* _Task requirements_
The entries below hold a line with "repository e791f586545819d2" and a line with "pub trait ProxyConfigReloader: Send". Return those lines and all that lie between them, exactly and only.

* _Material for this task_

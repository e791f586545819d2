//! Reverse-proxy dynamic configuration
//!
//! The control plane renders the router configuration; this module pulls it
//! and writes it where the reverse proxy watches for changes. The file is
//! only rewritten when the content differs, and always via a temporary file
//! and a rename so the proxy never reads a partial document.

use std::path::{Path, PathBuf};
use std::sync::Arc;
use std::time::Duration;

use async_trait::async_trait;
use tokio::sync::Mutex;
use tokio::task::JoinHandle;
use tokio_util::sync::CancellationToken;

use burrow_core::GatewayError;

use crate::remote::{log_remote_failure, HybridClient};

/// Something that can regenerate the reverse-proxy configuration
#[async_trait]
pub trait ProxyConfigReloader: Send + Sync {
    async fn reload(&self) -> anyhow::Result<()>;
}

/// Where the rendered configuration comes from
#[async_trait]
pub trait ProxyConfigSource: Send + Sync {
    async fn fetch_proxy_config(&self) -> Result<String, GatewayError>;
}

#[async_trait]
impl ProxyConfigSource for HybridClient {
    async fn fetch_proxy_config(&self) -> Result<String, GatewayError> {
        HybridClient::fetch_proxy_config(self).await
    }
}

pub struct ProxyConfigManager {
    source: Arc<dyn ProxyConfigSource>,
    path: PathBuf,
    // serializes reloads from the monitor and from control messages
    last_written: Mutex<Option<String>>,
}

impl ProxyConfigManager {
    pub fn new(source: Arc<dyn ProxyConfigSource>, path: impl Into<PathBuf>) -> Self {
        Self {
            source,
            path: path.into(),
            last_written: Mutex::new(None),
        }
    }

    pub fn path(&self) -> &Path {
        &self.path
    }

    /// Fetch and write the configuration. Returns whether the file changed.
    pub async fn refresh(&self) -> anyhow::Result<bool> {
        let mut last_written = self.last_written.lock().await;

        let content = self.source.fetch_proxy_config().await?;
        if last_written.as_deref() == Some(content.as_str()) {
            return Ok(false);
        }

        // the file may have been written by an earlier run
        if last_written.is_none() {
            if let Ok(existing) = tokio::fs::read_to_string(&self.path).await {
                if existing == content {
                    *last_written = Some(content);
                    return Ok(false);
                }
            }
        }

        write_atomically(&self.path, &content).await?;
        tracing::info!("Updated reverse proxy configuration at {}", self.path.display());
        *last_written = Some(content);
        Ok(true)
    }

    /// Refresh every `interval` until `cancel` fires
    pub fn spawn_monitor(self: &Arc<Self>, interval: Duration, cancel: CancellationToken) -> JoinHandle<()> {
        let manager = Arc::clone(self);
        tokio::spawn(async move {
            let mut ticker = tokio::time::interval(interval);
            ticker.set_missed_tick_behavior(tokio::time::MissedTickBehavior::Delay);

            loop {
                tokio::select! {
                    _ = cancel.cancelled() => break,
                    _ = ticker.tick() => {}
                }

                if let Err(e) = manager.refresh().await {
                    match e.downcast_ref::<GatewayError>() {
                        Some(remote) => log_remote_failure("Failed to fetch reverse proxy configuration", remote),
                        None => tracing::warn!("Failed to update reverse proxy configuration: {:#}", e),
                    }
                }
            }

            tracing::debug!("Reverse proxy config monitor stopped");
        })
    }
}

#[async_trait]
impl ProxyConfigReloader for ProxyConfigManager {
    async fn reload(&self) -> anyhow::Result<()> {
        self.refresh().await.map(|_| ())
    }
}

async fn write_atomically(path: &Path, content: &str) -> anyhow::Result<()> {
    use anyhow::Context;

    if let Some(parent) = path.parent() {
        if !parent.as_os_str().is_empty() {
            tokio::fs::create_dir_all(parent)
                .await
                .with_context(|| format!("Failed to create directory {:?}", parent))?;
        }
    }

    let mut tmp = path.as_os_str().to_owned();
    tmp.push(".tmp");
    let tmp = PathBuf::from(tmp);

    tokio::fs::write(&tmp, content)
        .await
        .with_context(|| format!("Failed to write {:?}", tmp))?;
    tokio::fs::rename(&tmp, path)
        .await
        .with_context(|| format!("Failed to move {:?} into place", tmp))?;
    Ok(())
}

==

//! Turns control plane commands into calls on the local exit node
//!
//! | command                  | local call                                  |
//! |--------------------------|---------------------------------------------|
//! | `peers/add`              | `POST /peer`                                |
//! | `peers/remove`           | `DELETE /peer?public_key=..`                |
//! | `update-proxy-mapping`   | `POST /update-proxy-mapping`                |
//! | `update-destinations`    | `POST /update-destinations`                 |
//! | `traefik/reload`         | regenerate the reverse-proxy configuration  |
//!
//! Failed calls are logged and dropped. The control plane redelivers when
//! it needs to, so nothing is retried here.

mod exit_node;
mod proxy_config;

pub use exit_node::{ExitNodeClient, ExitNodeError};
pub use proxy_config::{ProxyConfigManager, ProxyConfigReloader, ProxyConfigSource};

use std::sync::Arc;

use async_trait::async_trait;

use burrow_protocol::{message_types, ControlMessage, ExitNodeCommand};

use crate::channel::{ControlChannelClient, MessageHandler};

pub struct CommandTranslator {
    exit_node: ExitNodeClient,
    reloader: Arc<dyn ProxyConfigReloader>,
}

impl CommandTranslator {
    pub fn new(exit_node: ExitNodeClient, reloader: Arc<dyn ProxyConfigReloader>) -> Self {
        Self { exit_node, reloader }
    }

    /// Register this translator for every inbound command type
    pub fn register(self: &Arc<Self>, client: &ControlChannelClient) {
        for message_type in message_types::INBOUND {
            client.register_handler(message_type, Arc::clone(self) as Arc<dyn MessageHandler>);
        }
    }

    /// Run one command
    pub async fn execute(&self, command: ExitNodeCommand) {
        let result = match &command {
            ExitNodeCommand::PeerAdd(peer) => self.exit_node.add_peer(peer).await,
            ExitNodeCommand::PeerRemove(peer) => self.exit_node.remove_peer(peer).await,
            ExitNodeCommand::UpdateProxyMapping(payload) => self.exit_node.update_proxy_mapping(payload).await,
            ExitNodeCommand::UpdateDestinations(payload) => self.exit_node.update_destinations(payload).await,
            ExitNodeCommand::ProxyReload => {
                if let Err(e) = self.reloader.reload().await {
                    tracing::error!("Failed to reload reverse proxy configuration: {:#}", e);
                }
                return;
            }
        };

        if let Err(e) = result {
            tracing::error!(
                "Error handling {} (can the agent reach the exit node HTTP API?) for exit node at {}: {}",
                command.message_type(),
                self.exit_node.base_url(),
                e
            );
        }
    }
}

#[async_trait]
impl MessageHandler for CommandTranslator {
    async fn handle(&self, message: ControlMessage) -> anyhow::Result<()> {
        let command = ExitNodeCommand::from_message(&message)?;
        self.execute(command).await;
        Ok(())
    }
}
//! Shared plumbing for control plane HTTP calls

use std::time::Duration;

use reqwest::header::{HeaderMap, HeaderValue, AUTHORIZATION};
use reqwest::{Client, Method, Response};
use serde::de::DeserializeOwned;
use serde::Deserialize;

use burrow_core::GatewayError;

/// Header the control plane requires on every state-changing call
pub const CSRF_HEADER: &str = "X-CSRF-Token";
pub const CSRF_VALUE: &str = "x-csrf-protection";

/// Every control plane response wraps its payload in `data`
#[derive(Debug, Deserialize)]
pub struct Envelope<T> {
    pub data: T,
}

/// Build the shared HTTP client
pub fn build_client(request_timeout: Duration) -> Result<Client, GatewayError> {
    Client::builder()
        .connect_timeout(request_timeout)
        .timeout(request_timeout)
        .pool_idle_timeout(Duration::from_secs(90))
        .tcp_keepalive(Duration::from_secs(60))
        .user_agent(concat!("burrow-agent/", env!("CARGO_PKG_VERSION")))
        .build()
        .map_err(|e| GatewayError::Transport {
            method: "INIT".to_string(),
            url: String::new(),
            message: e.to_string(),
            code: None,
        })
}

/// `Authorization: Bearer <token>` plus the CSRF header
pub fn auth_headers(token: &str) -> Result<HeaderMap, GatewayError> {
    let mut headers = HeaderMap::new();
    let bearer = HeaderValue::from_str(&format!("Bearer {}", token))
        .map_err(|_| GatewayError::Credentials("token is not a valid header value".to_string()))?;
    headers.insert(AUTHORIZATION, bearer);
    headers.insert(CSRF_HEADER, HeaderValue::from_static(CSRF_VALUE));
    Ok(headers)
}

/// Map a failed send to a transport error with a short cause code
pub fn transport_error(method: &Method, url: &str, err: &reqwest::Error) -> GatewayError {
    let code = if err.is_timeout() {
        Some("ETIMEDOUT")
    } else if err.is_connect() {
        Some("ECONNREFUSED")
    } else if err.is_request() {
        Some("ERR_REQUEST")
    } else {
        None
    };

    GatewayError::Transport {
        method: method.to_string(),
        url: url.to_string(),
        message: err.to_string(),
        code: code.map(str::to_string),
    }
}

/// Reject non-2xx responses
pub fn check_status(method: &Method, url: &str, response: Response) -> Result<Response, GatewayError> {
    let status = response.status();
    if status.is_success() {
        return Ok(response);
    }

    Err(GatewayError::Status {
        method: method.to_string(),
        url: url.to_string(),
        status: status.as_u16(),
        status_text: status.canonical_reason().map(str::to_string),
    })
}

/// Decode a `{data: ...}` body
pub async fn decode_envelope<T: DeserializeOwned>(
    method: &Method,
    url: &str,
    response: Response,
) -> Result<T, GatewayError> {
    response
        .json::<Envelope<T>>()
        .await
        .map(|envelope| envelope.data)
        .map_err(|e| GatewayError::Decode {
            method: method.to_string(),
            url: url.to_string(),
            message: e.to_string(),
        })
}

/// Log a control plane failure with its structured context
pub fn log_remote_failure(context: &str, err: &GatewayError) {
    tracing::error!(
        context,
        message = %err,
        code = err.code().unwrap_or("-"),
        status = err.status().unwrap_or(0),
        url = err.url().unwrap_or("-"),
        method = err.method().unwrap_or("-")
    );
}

* _Response area_
repository e791f586545819d2
//! Reverse-proxy dynamic configuration
//!
//! The control plane renders the router configuration; this module pulls it
//! and writes it where the reverse proxy watches for changes. The file is
//! only rewritten when the content differs, and always via a temporary file
//! and a rename so the proxy never reads a partial document.

use std::path::{Path, PathBuf};
use std::sync::Arc;
use std::time::Duration;

use async_trait::async_trait;
use tokio::sync::Mutex;
use tokio::task::JoinHandle;
use tokio_util::sync::CancellationToken;

use burrow_core::GatewayError;

use crate::remote::{log_remote_failure, HybridClient};

/// Something that can regenerate the reverse-proxy configuration
#[async_trait]
pub trait ProxyConfigReloader: Send + Sync {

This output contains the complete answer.